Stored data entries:
┏━━
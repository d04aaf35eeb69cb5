use std::collections::HashMap;

use rand::rngs::StdRng;
use rand::{Rng, SeedableRng};

use crate::HashTree;
use crate::tests::{Probe, ProbeTree, probe};

/// 1000 entries: insert all, verify all, remove all.
#[test]
fn thousand_entries() {
    let mut tree = HashTree::new();
    for i in 0_u64..1000 {
        tree.insert(i, i * 3);
    }
    assert_eq!(tree.len(), 1000);

    for i in 0_u64..1000 {
        assert_eq!(tree.get(&i), Some(&(i * 3)), "missing key {i}");
    }

    for i in 0_u64..1000 {
        assert!(tree.remove(&i).is_some(), "failed to remove key {i}");
    }
    assert!(tree.is_empty());
    tree.check_invariants();
}

/// Insert + overwrite + remove interleaved.
#[test]
fn interleaved_operations() {
    let mut tree = HashTree::new();
    for i in 0_u64..200 {
        tree.insert(i, i);
    }
    for i in (0_u64..200).step_by(2) {
        tree.insert(i, i + 1000);
    }
    for i in (1_u64..200).step_by(2) {
        assert!(tree.remove(&i).is_some());
    }
    assert_eq!(tree.len(), 100);
    for i in (0_u64..200).step_by(2) {
        assert_eq!(tree.get(&i), Some(&(i + 1000)));
    }
    tree.check_invariants();
}

/// 100K entries with a few spot checks.
#[test]
fn hundred_thousand_entries() {
    let tree: HashTree<u64, u64> = (0..100_000).map(|i| (i, i)).collect();
    assert_eq!(tree.len(), 100_000);
    assert_eq!(tree.iter().count(), 100_000);
    for i in [0, 1, 4242, 99_999] {
        assert_eq!(tree.get(&i), Some(&i));
    }
    tree.check_invariants();
}

/// Random operations over colliding keys, checked against a `HashMap`.
#[test]
fn random_mix_against_model() {
    let mut rng = StdRng::seed_from_u64(1);
    let mut tree: ProbeTree<u32> = ProbeTree::default();
    let mut model: HashMap<Probe, u32> = HashMap::new();

    for step in 0..20_000_u32 {
        let key = probe(rng.gen_range(0..256), rng.gen_range(0..64_u64) << rng.gen_range(0..60));
        if rng.gen_bool(0.6) {
            assert_eq!(tree.insert(key.clone(), step), model.insert(key, step));
        } else {
            assert_eq!(tree.remove(&key), model.remove(&key));
        }
        if step % 1000 == 0 {
            tree.check_invariants();
        }
    }
    tree.check_invariants();
    assert_eq!(tree.len(), model.len());
    for (k, v) in &model {
        assert_eq!(tree.get(k), Some(v));
    }
}

/// Many snapshots mutated independently stay consistent.
#[test]
fn random_snapshots() {
    let mut rng = StdRng::seed_from_u64(2);
    let mut trees: Vec<HashTree<u32, u32>> = vec![HashTree::new()];
    let mut models: Vec<HashMap<u32, u32>> = vec![HashMap::new()];

    for _ in 0..2000 {
        let i = rng.gen_range(0..trees.len());
        if rng.gen_bool(0.05) {
            trees.push(trees[i].clone());
            models.push(models[i].clone());
            continue;
        }
        let key = rng.gen_range(0..500);
        if rng.gen_bool(0.7) {
            trees[i].insert(key, key + 1);
            models[i].insert(key, key + 1);
        } else {
            trees[i].remove(&key);
            models[i].remove(&key);
        }
    }
    for (tree, model) in trees.iter().zip(&models) {
        tree.check_invariants();
        assert_eq!(tree.len(), model.len());
        assert!(model.iter().all(|(k, v)| tree.get(k) == Some(v)));
    }
}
┗━━
* **What to work on**:
A verbatim reproduction of all the records above is the expected answer.

* **Output of the exercise**:
repository d04aaf35eeb69cb5
use std::collections::HashMap;

use rand::rngs::StdRng;
use rand::{Rng, SeedableRng};

use crate::HashTree;
use crate::tests::{Probe, ProbeTree, probe};

/// 1000 entries: insert all, verify all, remove all.
#[test]
fn thousand_entries() {
    let mut tree = HashTree::new();
    for i in 0_u64..1000 {
        tree.insert(i, i * 3);
    }
    assert_eq!(tree.len(), 1000);

    for i in 0_u64..1000 {
        assert_eq!(tree.get(&i), Some(&(i * 3)), "missing key {i}");
    }

    for i in 0_u64..1000 {
        assert!(tree.remove(&i).is_some(), "failed to remove key {i}");
    }
    assert!(tree.is_empty());
    tree.check_invariants();
}

/// Insert + overwrite + remove interleaved.
#[test]
fn interleaved_operations() {
    let mut tree = HashTree::new();
    for i in 0_u64..200 {
        tree.insert(i, i);
    }
    for i in (0_u64..200).step_by(2) {
        tree.insert(i, i + 1000);
    }
    for i in (1_u64..200).step_by(2) {
        assert!(tree.remove(&i).is_some());
    }
    assert_eq!(tree.len(), 100);
    for i in (0_u64..200).step_by(2) {
        assert_eq!(tree.get(&i), Some(&(i + 1000)));
    }
    tree.check_invariants();
}

/// 100K entries with a few spot checks.
#[test]
fn hundred_thousand_entries() {
    let tree: HashTree<u64, u64> = (0..100_000).map(|i| (i, i)).collect();
    assert_eq!(tree.len(), 100_000);
    assert_eq!(tree.iter().count(), 100_000);
    for i in [0, 1, 4242, 99_999] {
        assert_eq!(tree.get(&i), Some(&i));
    }
    tree.check_invariants();
}

/// Random operations over colliding keys, checked against a `HashMap`.
#[test]
fn random_mix_against_model() {
    let mut rng = StdRng::seed_from_u64(1);
    let mut tree: ProbeTree<u32> = ProbeTree::default();
    let mut model: HashMap<Probe, u32> = HashMap::new();

    for step in 0..20_000_u32 {
        let key = probe(rng.gen_range(0..256), rng.gen_range(0..64_u64) << rng.gen_range(0..60));
        if rng.gen_bool(0.6) {
            assert_eq!(tree.insert(key.clone(), step), model.insert(key, step));
        } else {
            assert_eq!(tree.remove(&key), model.remove(&key));
        }
        if step % 1000 == 0 {
            tree.check_invariants();
        }
    }
    tree.check_invariants();
    assert_eq!(tree.len(), model.len());
    for (k, v) in &model {
        assert_eq!(tree.get(k), Some(v));
    }
}

/// Many snapshots mutated independently stay consistent.
#[test]
fn random_snapshots() {
    let mut rng = StdRng::seed_from_u64(2);
    let mut trees: Vec<HashTree<u32, u32>> = vec![HashTree::new()];
    let mut models: Vec<HashMap<u32, u32>> = vec![HashMap::new()];

    for _ in 0..2000 {
        let i = rng.gen_range(0..trees.len());
        if rng.gen_bool(0.05) {
            trees.push(trees[i].clone());
            models.push(models[i].clone());
            continue;
        }
        let key = rng.gen_range(0..500);
        if rng.gen_bool(0.7) {
            trees[i].insert(key, key + 1);
            models[i].insert(key, key + 1);
        } else {
            trees[i].remove(&key);
            models[i].remove(&key);
        }
    }
    for (tree, model) in trees.iter().zip(&models) {
        tree.check_invariants();
        assert_eq!(tree.len(), model.len());
        assert!(model.iter().all(|(k, v)| tree.get(k) == Some(v)));
    }
}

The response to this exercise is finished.